# Comparing runs

> The diff view shows you what changed between two runs of the same experiment, item by item, so you can see what a change moved before it ships.

# Comparing runs

The diff view shows you what changed between two runs of the same experiment, item by item, so you can see what a change moved before it ships.

It is the same comparison the [CI gate](./ci-gate) and [regression alerting](./alerting) act on, shown as a table you can read.

![Comparing two runs: the pass-rate movement, improved and regressed counts, a significance verdict, and a per-case delta of every evaluator score](/img/server-diff.png)

## Get a diff in one call

Compare a candidate run against a baseline run:

```bash
curl 'http://localhost:8080/api/v1/experiments/{experimentId}/runs/{candidateRunId}/diff?baselineRunId={baselineRunId}'
```

You get back a summary (the headline movement) and a page of cases (one row per item).

Two roles matter here:

- The **candidate** is the run under review (the new side).
- The **baseline** is what you compare against (the old side, usually the previous successful run).

`baselineRunId` is required. Both runs must be terminal. Comparing an in-flight run would be misleading, so the API returns 409 if either run has not finished.

## Open the diff in the UI

From a run, open the comparison against its baseline. You land on this page in the web UI:

```
/experiments/{experimentId}/runs/{candidateRunId}/diff
```

The candidate is the run you opened. The baseline is the run you compare it against.

## Filter the case list

By default the case list returns every item. Add the `status` parameter to narrow it:

```bash
curl 'http://localhost:8080/api/v1/experiments/{experimentId}/runs/{candidateRunId}/diff?baselineRunId={baselineRunId}&status=REGRESSED'
```

| `status` value | Returns |
|----------------|---------|
| `ALL` (default) | Every item |
| `REGRESSED` | Items that got worse |
| `IMPROVED` | Items that got better |
| `CHANGED` | Items that regressed or improved |

The case list is pageable. Use the standard `page` and `size` query parameters.

## Read the summary

The summary reports the whole-run movement.

| Field | Meaning |
|-------|---------|
| `baselinePassRate`, `candidatePassRate`, `passRateDelta` | Pass rate on each side, and candidate minus baseline |
| `significant` | Whether the pass-rate change is statistically significant, not noise |
| `improvedCount`, `regressedCount`, `unchangedCount` | How items moved between the runs |
| `addedCount`, `removedCount` | Items present in only one of the two runs |
| `pairing` | How items were matched: `dataset_item_id` (matched one to one by id) or `positional` (matched by position) |

## Read a case

Each case is one item compared across the two runs. A case carries:

- **`status`**: `REGRESSED`, `IMPROVED`, `UNCHANGED`, `ADDED`, or `REMOVED`.
- **`passFlip`**: `true` when the item flipped between pass and fail.
- **`input`**: the item's input text.
- **`evaluators`**: the per-evaluator deltas, so you can see which evaluator moved.

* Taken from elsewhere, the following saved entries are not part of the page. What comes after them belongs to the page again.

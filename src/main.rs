use salud::{configuration::Settings, startup::Application, telemetry::{get_subscriber, init_subscriber}};

#[actix_web::main]
async fn main() -> anyhow::Result<()>{
    let subscriber = get_subscriber("salud".into(), "info".into(), std::io::stdout);
    init_subscriber(subscriber);

    let config = Settings::get()?;

    let application = Application::build(config).await?;
    tracing::info!(host = %application.host, port = application.port, "Salud is listening");
    application.run_until_stopped().await?;
    Ok(())
}
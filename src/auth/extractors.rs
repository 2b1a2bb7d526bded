use actix_web::{http::StatusCode, web, FromRequest};
use futures_util::future::{ready, Ready};

use crate::utils::json_error_into;

use super::{gate::ADMIN_COOKIE, jwt::Tokenizer};

// Extractor for handlers that need the admin token, holds the admin username
pub struct IsAdmin(pub String);

impl FromRequest for IsAdmin {
    type Error = actix_web::Error;
    type Future = Ready<Result<Self, Self::Error>>;

    fn from_request(req: &actix_web::HttpRequest, _payload: &mut actix_web::dev::Payload) -> Self::Future {
        let tokenizer = match req.app_data::<web::Data<Tokenizer>>() {
            Some(tokenizer) => tokenizer,
            None => return ready(Err(json_error_into(StatusCode::INTERNAL_SERVER_ERROR, "Tokenizer not configured")))
        };

        let claims = req.cookie(ADMIN_COOKIE)
            .and_then(|cookie| tokenizer.decode_key(cookie.value()));

        match claims {
            Some(claims) => ready(Ok(IsAdmin(claims.sub))),
            None => ready(Err(json_error_into(StatusCode::UNAUTHORIZED, "Not authorized")))
        }
    }
}
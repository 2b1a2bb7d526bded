use validator::ValidateEmail;

#[derive(Debug, Clone)]
pub struct EmailAddress(pub String);

impl EmailAddress {
    pub fn parse(email: String) -> Result<EmailAddress, String>{
        let email = email.trim().to_string();
        if email.validate_email(){
            Ok(Self(email))
        } else {
            Err(format!("{} is not a valid email address", email))
        }
    }

    pub fn inner(&self) -> String {
        self.0.clone()
    }
}

impl AsRef<str> for EmailAddress {
    fn as_ref(&self) -> &str {
        &self.0
    }
}

impl std::fmt::Display for EmailAddress {
    fn fmt(&self, f: &mut std::fmt::Formatter<'_>) -> std::fmt::Result {
        std::fmt::Display::fmt(&self.0, f)
    }
}
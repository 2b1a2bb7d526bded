use std::{error::Error, fmt::Debug};

use actix_web::{http::StatusCode, web, HttpResponse, ResponseError};
use thiserror::Error;

use crate::{
    db_interaction::{insert_reservation, ReservationInsertError},
    domain::{NewReservation, ReservationRequest, ReservationValidationError},
    models::Reservation,
    notifications::Notifier,
    utils::{error_fmt_chain, get_pooled_connection, json_error, DbPool, PoolGetError}
};

#[derive(Error)]
pub enum CreateReservationError{
    #[error(transparent)]
    ValidationError(#[from] ReservationValidationError),
    #[error("Failed to process reservation")]
    InsertError(#[from] ReservationInsertError),
    #[error("Failed to process reservation")]
    PoolError(#[from] PoolGetError)
}

impl Debug for CreateReservationError {
    fn fmt(&self, f: &mut std::fmt::Formatter<'_>) -> std::fmt::Result {
        write!(f, "{}", self)?;
        error_fmt_chain(f, &self.source())
    }
}

impl ResponseError for CreateReservationError {
    fn status_code(&self) -> StatusCode {
        match self {
            CreateReservationError::ValidationError(_) => StatusCode::BAD_REQUEST,
            _ => StatusCode::INTERNAL_SERVER_ERROR
        }
    }

    fn error_response(&self) -> HttpResponse<actix_web::body::BoxBody> {
        if self.status_code().is_server_error() {
            tracing::error!("{:?}", self);
        }
        json_error(self.status_code(), self.to_string())
    }
}

/// Stores a new PENDING reservation, then emails the restaurant and the
/// guest. A failed email never undoes the stored record.
#[tracing::instrument(
    "Creating a reservation",
    skip(pool, notifier, request)
)]
pub async fn create_reservation(
    pool: web::Data<DbPool>,
    notifier: web::Data<Notifier>,
    request: web::Json<ReservationRequest>
) -> Result<HttpResponse, CreateReservationError>{

    let new_reservation = NewReservation::parse(request.into_inner())?;

    let conn = get_pooled_connection(&pool).await?;
    let reservation = insert_reservation(conn, Reservation::from_request(new_reservation)).await?;

    if let Err(e) = notifier.reservation_received(&reservation).await {
        tracing::error!(reservation_id = %reservation.id, "Failed to send reservation emails: {:?}", e);
    }

    Ok(HttpResponse::Created().json(reservation))
}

Each entry in `evaluators` has the evaluator `name`, its `baselineMean` and `candidateMean`, the `delta` (candidate minus baseline), a per-evaluator `status` (`IMPROVED`, `REGRESSED`, or `UNCHANGED`), and a `significant` flag for that evaluator's change.

## How significance gating works

A change counts as a regression only when it clears two bars:

1. It is beyond a small epsilon (not a rounding wobble).
2. It is statistically significant.

The test depends on the data:

- **McNemar's test** for single-run pass/fail flips.
- **A paired permutation test with a bootstrap interval** otherwise.

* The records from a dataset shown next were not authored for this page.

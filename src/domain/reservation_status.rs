use serde::{Deserialize, Serialize};
use thiserror::Error;

use crate::models::Reservation;

#[derive(Debug, Clone, Copy, PartialEq, Eq, Serialize, Deserialize)]
#[serde(rename_all = "UPPERCASE")]
pub enum ReservationStatus{
    Pending,
    Confirmed,
    Rejected
}

#[derive(Error, Debug, PartialEq, Eq)]
#[error("a {from} reservation cannot be moved to {to}")]
pub struct InvalidTransition{
    pub from: ReservationStatus,
    pub to: ReservationStatus
}

impl ReservationStatus {
    pub const ALL: [ReservationStatus; 3] = [
        ReservationStatus::Pending,
        ReservationStatus::Confirmed,
        ReservationStatus::Rejected
    ];

    pub fn as_str(&self) -> &'static str {
        match self {
            ReservationStatus::Pending => "PENDING",
            ReservationStatus::Confirmed => "CONFIRMED",
            ReservationStatus::Rejected => "REJECTED"
        }
    }

    pub fn parse(value: &str) -> Result<ReservationStatus, String> {
        match value.trim().to_ascii_uppercase().as_str() {
            "PENDING" => Ok(ReservationStatus::Pending),
            "CONFIRMED" => Ok(ReservationStatus::Confirmed),
            "REJECTED" => Ok(ReservationStatus::Rejected),
            _ => Err(format!("{} is not a valid reservation status", value))
        }
    }

    pub fn is_terminal(&self) -> bool {
        !matches!(self, ReservationStatus::Pending)
    }

    /// PENDING may move to either terminal state. Re-applying the current
    /// status is accepted so an admin can retry a confirm/reject.
    pub fn transition_to(self, target: ReservationStatus) -> Result<ReservationStatus, InvalidTransition> {
        match (self, target) {
            (from, to) if from == to => Ok(to),
            (ReservationStatus::Pending, to) => Ok(to),
            (from, to) => Err(InvalidTransition{ from, to })
        }
    }
}

impl std::fmt::Display for ReservationStatus {
    fn fmt(&self, f: &mut std::fmt::Formatter<'_>) -> std::fmt::Result {
        f.write_str(self.as_str())
    }
}

// Dashboard filter, applied to an already fetched listing
#[derive(Debug, Clone, Copy, PartialEq, Eq, Default)]
pub enum ReservationFilter{
    #[default]
    All,
    Only(ReservationStatus)
}

impl ReservationFilter {
    pub fn parse(value: &str) -> Result<ReservationFilter, String> {
        if value.trim().eq_ignore_ascii_case("ALL") {
            return Ok(ReservationFilter::All)
        }

        ReservationStatus::parse(value).map(ReservationFilter::Only)
    }

    pub fn matches(&self, reservation: &Reservation) -> bool {
        match self {
            ReservationFilter::All => true,
            ReservationFilter::Only(status) => reservation.status == status.as_str()
        }
    }

    pub fn apply(&self, reservations: &[Reservation]) -> Vec<Reservation> {
        reservations.iter()
            .filter(|r| self.matches(r))
            .cloned()
            .collect()
    }
}

#[derive(Debug, Clone, Copy, Default, PartialEq, Eq, Serialize)]
pub struct StatusCounts{
    pub all: usize,
    pub pending: usize,
    pub confirmed: usize,
    pub rejected: usize
}

impl StatusCounts {
    pub fn tally(reservations: &[Reservation]) -> StatusCounts {
        reservations.iter().fold(StatusCounts::default(), |mut counts, r| {
            counts.all += 1;
            match ReservationStatus::parse(&r.status) {
                Ok(ReservationStatus::Pending) => counts.pending += 1,
                Ok(ReservationStatus::Confirmed) => counts.confirmed += 1,
                Ok(ReservationStatus::Rejected) => counts.rejected += 1,
                Err(e) => tracing::warn!("{}", e)
            }
            counts
        })
    }
}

A noisy judge nudging one item does not register as a regression. That is what keeps the gate and alerts from flaking. The `significant` flag in the summary is that same gate, surfaced so you can tell a real move from sampling noise.

## Next steps

- [CI regression gate](./ci-gate): turn this comparison into a build pass or fail.
- [Regression alerting](./alerting): get a webhook when a comparison regresses.